→ **What the task asks**
Every line in the data below that holds "ServerCertVerified" should be found and copied.

Saved data entries
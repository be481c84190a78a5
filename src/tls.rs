//! TLS configuration helpers (§4.9).
//!
//! Builds an `Arc<rustls::ClientConfig>` suitable for [`crate::ClientConfig::explicit_tls`].
//! The same config is shared between the control handshake and every data
//! handshake so that rustls' built-in session cache can resume (§4.3, §9).

use rustls::client::danger::{HandshakeSignatureValid, ServerCertVerified, ServerCertVerifier};
use rustls::pki_types::{CertificateDer, ServerName, UnixTime};
use rustls::{ClientConfig, DigitallySignedStruct, RootCertStore, SignatureScheme};
use std::sync::Arc;

/// Build a secure TLS client configuration using the Mozilla root store
/// bundled via `webpki-roots`.
pub fn client_config() -> Arc<ClientConfig> {
    let mut roots = RootCertStore::empty();
    roots.extend(webpki_roots::TLS_SERVER_ROOTS.iter().cloned());
    let config = ClientConfig::builder()
        .with_root_certificates(roots)
        .with_no_client_auth();
    Arc::new(config)
}

/// Build a TLS client configuration that accepts any server certificate.
///
/// **Security warning**: this disables all certificate validation, making
/// the connection vulnerable to man-in-the-middle attacks. Only use this
/// against servers you trust on a secure network (self-signed test servers,
/// local integration tests).
pub fn insecure_client_config() -> Arc<ClientConfig> {
    let config = ClientConfig::builder()
        .dangerous()
        .with_custom_certificate_verifier(Arc::new(DangerousAcceptAnyCertificate))
        .with_no_client_auth();
    Arc::new(config)
}

/// A certificate verifier that accepts any certificate without validation.
///
/// **Security warning**: only constructed by [`insecure_client_config`];
/// never used by default.
#[derive(Debug)]
struct DangerousAcceptAnyCertificate;

impl ServerCertVerifier for DangerousAcceptAnyCertificate {
    fn verify_server_cert(
        &self,
        _end_entity: &CertificateDer<'_>,
        _intermediates: &[CertificateDer<'_>],
        _server_name: &ServerName<'_>,
        _ocsp_response: &[u8],
        _now: UnixTime,
    ) -> std::result::Result<ServerCertVerified, rustls::Error> {
        Ok(ServerCertVerified::assertion())
    }

    fn verify_tls12_signature(
        &self,
        _message: &[u8],
        _cert: &CertificateDer<'_>,
        _dss: &DigitallySignedStruct,
    ) -> std::result::Result<HandshakeSignatureValid, rustls::Error> {
        Ok(HandshakeSignatureValid::assertion())
    }

    fn verify_tls13_signature(
        &self,
        _message: &[u8],
        _cert: &CertificateDer<'_>,
        _dss: &DigitallySignedStruct,
    ) -> std::result::Result<HandshakeSignatureValid, rustls::Error> {
        Ok(HandshakeSignatureValid::assertion())
    }

    fn supported_verify_schemes(&self) -> Vec<SignatureScheme> {
        vec![
            SignatureScheme::RSA_PKCS1_SHA1,
            SignatureScheme::ECDSA_SHA1_Legacy,
            SignatureScheme::RSA_PKCS1_SHA256,
            SignatureScheme::ECDSA_NISTP256_SHA256,
            SignatureScheme::RSA_PKCS1_SHA384,
            SignatureScheme::ECDSA_NISTP384_SHA384,
            SignatureScheme::RSA_PKCS1_SHA512,
            SignatureScheme::ECDSA_NISTP521_SHA512,
            SignatureScheme::RSA_PSS_SHA256,
            SignatureScheme::RSA_PSS_SHA384,
            SignatureScheme::RSA_PSS_SHA512,
            SignatureScheme::ED25519,
        ]
    }
}

#[cfg(test)]
mod tests {
    use super::*;

    #[test]
    fn secure_config_builds() {
        let _ = client_config();
    }

    #[test]
    fn insecure_config_builds() {
        let _ = insecure_client_config();
    }
}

→ **Result of this task**
use rustls::client::danger::{HandshakeSignatureValid, ServerCertVerified, ServerCertVerifier};
    ) -> std::result::Result<ServerCertVerified, rustls::Error> {
        Ok(ServerCertVerified::assertion())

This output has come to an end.